I was informed yesterday that Frontier are now offering internet, telephone and cable at this building. Unfortunately, I cannot sign up for it until I’ve got the court order to change my name with Social Security. As badly as I want (need( the internet at home, I’m not willing to open an account in the deadname. I don’t even want to see that name on a bill.
If the weather here didn’t keep turning cold again, I’d be able to go out and sit outside the clinic and use their wifi in the evening and at night, but temperatures of less than 45 degrees will kill my phone battery within 10 minutes of usage. Winters in Western New York are not only colder and more snowy than I’ve ever experienced, but are also very long. It’s already mid April and it still gets colder here than than most parts of the UK in January. It’s tolerable in sunny weather during the day, as long as there’s little or no wind. But the wind can make it feel 20 degrees colder than it actually is and makes it impossible to stand still for more than a minute or so.
I committed myself to attending a cooking group at 11:30 this morning, even though I don’t need to learn how to cook. I hope the guy that talks too much and too loudly won’t be there. He makes me feel very uncomfortable and stopped saying hello to me just because I can’t always respond. I hope I won’t be asked to do anything, because I am too clumsy and liable to drop or break something, especially if there’s an audience.
The cute young guy with the ginger beard hair who I assumed hated me held the door for me yesterday and asked how I was. Now I see that he probably just has social anxiety, as I do. People who I find attractive often make me nervous. I know I’d have absolutely no chance with him and he’s pretty short, which would make it difficult because of how much I loathe my height.

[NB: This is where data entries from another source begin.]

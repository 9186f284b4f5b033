use std::fmt;
use std::rc::Rc;

use crate::expr::Expr;
use crate::instruction::CmpOp;

/// Boolean expression guarding a branch or loop.
#[derive(Debug, Clone, PartialEq)]
pub enum Condition {
    /// A boolean-typed value, possibly negated.
    Bool { value: Rc<Expr>, negated: bool },
    Compare {
        lhs: Rc<Expr>,
        op: CmpOp,
        rhs: Rc<Expr>,
    },
    And(Vec<Condition>),
    Or(Vec<Condition>),
    Const(bool),
}

impl Condition {
    /// Logical negation pushed down to the leaves.
    pub fn inverse(&self) -> Condition {
        match self {
            Condition::Bool { value, negated } => Condition::Bool {
                value: value.clone(),
                negated: !negated,
            },
            Condition::Compare { lhs, op, rhs } => Condition::Compare {
                lhs: lhs.clone(),
                op: op.inverse(),
                rhs: rhs.clone(),
            },
            Condition::And(xs) => Condition::Or(xs.iter().map(Condition::inverse).collect()),
            Condition::Or(xs) => Condition::And(xs.iter().map(Condition::inverse).collect()),
            Condition::Const(v) => Condition::Const(!v),
        }
    }

    pub fn is_const(&self, value: bool) -> bool {
        matches!(self, Condition::Const(v) if *v == value)
    }

    /// Visits every value tested by the condition.
    pub fn any_operand(&self, f: &mut impl FnMut(&Expr) -> bool) -> bool {
        match self {
            Condition::Bool { value, .. } => f(value),
            Condition::Compare { lhs, rhs, .. } => f(lhs) || f(rhs),
            Condition::And(xs) | Condition::Or(xs) => xs.iter().any(|c| c.any_operand(f)),
            Condition::Const(_) => false,
        }
    }
}

fn write_joined(
    f: &mut fmt::Formatter<'_>,
    xs: &[Condition],
    sep: &str,
    wrap_or: bool,
) -> fmt::Result {
    for (i, c) in xs.iter().enumerate() {
        if i > 0 {
            f.write_str(sep)?;
        }
        if wrap_or && matches!(c, Condition::Or(_)) {
            write!(f, "({c})")?;
        } else {
            write!(f, "{c}")?;
        }
    }
    Ok(())
}

impl fmt::Display for Condition {
    fn fmt(&self, f: &mut fmt::Formatter<'_>) -> fmt::Result {
        match self {
            Condition::Bool { value, negated } => {
                if *negated {
                    f.write_str("!")?;
                }
                write!(f, "{value}")
            }
            Condition::Compare { lhs, op, rhs } => write!(f, "{lhs} {op} {rhs}"),
            Condition::And(xs) => write_joined(f, xs, " && ", true),
            Condition::Or(xs) => write_joined(f, xs, " || ", false),
            Condition::Const(v) => write!(f, "{v}"),
        }
    }
}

The attorney I was dealing with referred me to another who will hopefully be able to help me with the court order, even if it takes time. As long as it CAN be done and we can get the ball rolling, I can stop the incessant worrying and can focus on other things I do want to stay here, if I can. But the legal name change is absolutely essential. The appointment is on Thursday afternoon, so I will hopefully know for sure one way or another.

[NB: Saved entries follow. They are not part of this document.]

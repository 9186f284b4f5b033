//! Graph cleanup between block building and region partitioning.
//!
//! Label-only blocks are dropped, and blocks ending in a jump or switch get
//! their leading statements split off into a separate block so the block
//! itself only evaluates the jump's operands. Re-running on the output
//! changes nothing.

use std::ops::Range;

use bcd_ir::instruction::MethodCode;

use crate::cfg::{BasicBlock, BlockExit, BlockId, CFG};
use crate::error::Result;

pub fn simplify(cfg: &mut CFG, code: &MethodCode) -> Result<()> {
    let mut removed = remove_empty_blocks(cfg, code);
    split_headers(cfg, code, &mut removed)?;
    compact(cfg, &removed);
    cfg.compute_targeted_by();
    Ok(())
}

fn has_logic(code: &MethodCode, range: Range<usize>) -> bool {
    code.instructions[range].iter().any(|insn| !insn.is_pseudo())
}

fn is_removable(block: &BasicBlock, code: &MethodCode) -> bool {
    block.exit == BlockExit::Fallthrough
        && block.target.is_some()
        && !block.is_catch_handler
        && !has_logic(code, block.body.clone())
}

/// Drop blocks with nothing but pseudo-instructions that just fall into the
/// next block. Returns the removal mask, indexed by block id.
fn remove_empty_blocks(cfg: &mut CFG, code: &MethodCode) -> Vec<bool> {
    let redirect: Vec<Option<BlockId>> = cfg
        .blocks
        .iter()
        .map(|b| if is_removable(b, code) { b.target } else { None })
        .collect();
    let resolve = |mut id: BlockId| {
        // Fallthrough edges only point forward, so this terminates
        while let Some(next) = redirect[id] {
            id = next;
        }
        id
    };

    for block in &mut cfg.blocks {
        block.map_edges(resolve);
    }
    for target in cfg.label_blocks.values_mut() {
        *target = resolve(*target);
    }
    redirect.iter().map(Option::is_some).collect()
}

/// First instruction of the suffix of `block` that computes the operands of
/// its terminal jump or switch. `None` when the operands can't be isolated.
fn operand_start(block: &BasicBlock, code: &MethodCode) -> Result<Option<usize>> {
    let (mut need, _) = code.instructions[block.break_point].stack_effect()?;
    for idx in block.body.clone().rev() {
        let insn = &code.instructions[idx];
        if insn.is_pseudo() {
            continue;
        }
        let (pops, pushes) = insn.stack_effect()?;
        if pushes == 0 || pushes > need {
            return Ok(None);
        }
        need = need - pushes + pops;
        if need == 0 {
            return Ok(Some(idx));
        }
    }
    Ok(None)
}

fn split_headers(cfg: &mut CFG, code: &MethodCode, removed: &mut Vec<bool>) -> Result<()> {
    for id in 0..cfg.blocks.len() {
        if removed[id] {
            continue;
        }
        let block = &cfg.blocks[id];
        let split_at = match block.exit {
            BlockExit::Goto => Some(block.body.end),
            BlockExit::Branch | BlockExit::Switch => operand_start(block, code)?,
            _ => None,
        };
        let Some(k) = split_at else {
            continue;
        };
        if !has_logic(code, block.body.start..k) {
            continue;
        }

        let header_id = cfg.blocks.len();
        log::trace!("splitting block {id} at instruction {k} into header {header_id}");
        let retarget = |t: BlockId| if t == id { header_id } else { t };
        for other in &mut cfg.blocks {
            other.map_edges(retarget);
        }
        for target in cfg.label_blocks.values_mut() {
            *target = retarget(*target);
        }

        let block = &mut cfg.blocks[id];
        let header = BasicBlock {
            id: header_id,
            break_point: k,
            body: block.body.start..k,
            exit: BlockExit::Fallthrough,
            target: Some(id),
            else_target: None,
            switch: None,
            targeted_by: Default::default(),
            is_catch_handler: block.is_catch_handler,
            caught_type: block.caught_type.take(),
            internal: None,
        };
        block.body.start = k;
        block.is_catch_handler = false;
        cfg.blocks.push(header);
        removed.push(false);
    }
    Ok(())
}

/// Drop removed blocks and renumber the rest in physical order.
fn compact(cfg: &mut CFG, removed: &[bool]) {
    let mut live: Vec<BasicBlock> = std::mem::take(&mut cfg.blocks)
        .into_iter()
        .filter(|b| !removed[b.id])
        .collect();
    live.sort_by_key(|b| (b.body.start, b.break_point));

    let mut new_id = vec![usize::MAX; removed.len()];
    for (i, b) in live.iter().enumerate() {
        new_id[b.id] = i;
    }
    for (i, b) in live.iter_mut().enumerate() {
        b.id = i;
        b.map_edges(|t| new_id[t]);
    }
    for target in cfg.label_blocks.values_mut() {
        *target = new_id[*target];
    }
    cfg.blocks = live;
}
//! Per-user feature construction
//!
//! Event tables are aggregated into independent [`FeatureBlock`]s, which the
//! assembler merges into one dense [`FeatureMatrix`].

pub mod aggregator;
pub mod assembler;

pub use aggregator::{
    aggregate_all, assessment_stats, assessment_tag_counts, author_counts, course_tag_counts,
    interest_tag_flags, level_counts, view_stats, FeatureBlock,
};
pub use assembler::{assemble, FeatureMatrix};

I didn’t sleep well last night, but I had a dream involving being in a forest and pleading with a group of faeries to take me under their wing and protect me from whatever or whoever I was running from. I got up at 3am, made coffee and resumed reading my book.
I read my book for several hours this morning before heading over to the clinic to use the internet, which is where I am now. I immediately checked my email and was pleased to see 2 emails from my care manager about Thursday’s appointment with the attorney. I’m going to be super-anxious, but he is an expert on transgender law and has probably worked on dozens of court orders for transgender name changes.
Raising my hopes would be foolish, but I can try to start my life again, once my identity is safe, as it is in the UK. Otherwise, I am still prepared to go back, despite my mother’s disapproval and cynicism over something she either cannot understand or refuses to understand.
My progesterone cycle starts tomorrow, which means more food cravings. It’s worth it, because it’s pushed me up a cup size. As for food. I’ve been trying to eat as cheaply and as healthy as possible. I’ve given up meat completely. I use various types of beans in dishes that I make and I eat 2 eggs a day and salad vegetables. I eat only brown I ice and wheat bread and usually 2 apples a day. The only reasons that I eat healthy is because 1) I don’t want to gain weight as well as being tall and 2) when I eat crap food, it affects both m skin and my mental health. Besides, eating crap because I don’t want to live is pointless, because it would take years or even decades to kill me. For the same reasons, I don’t drink alcohol.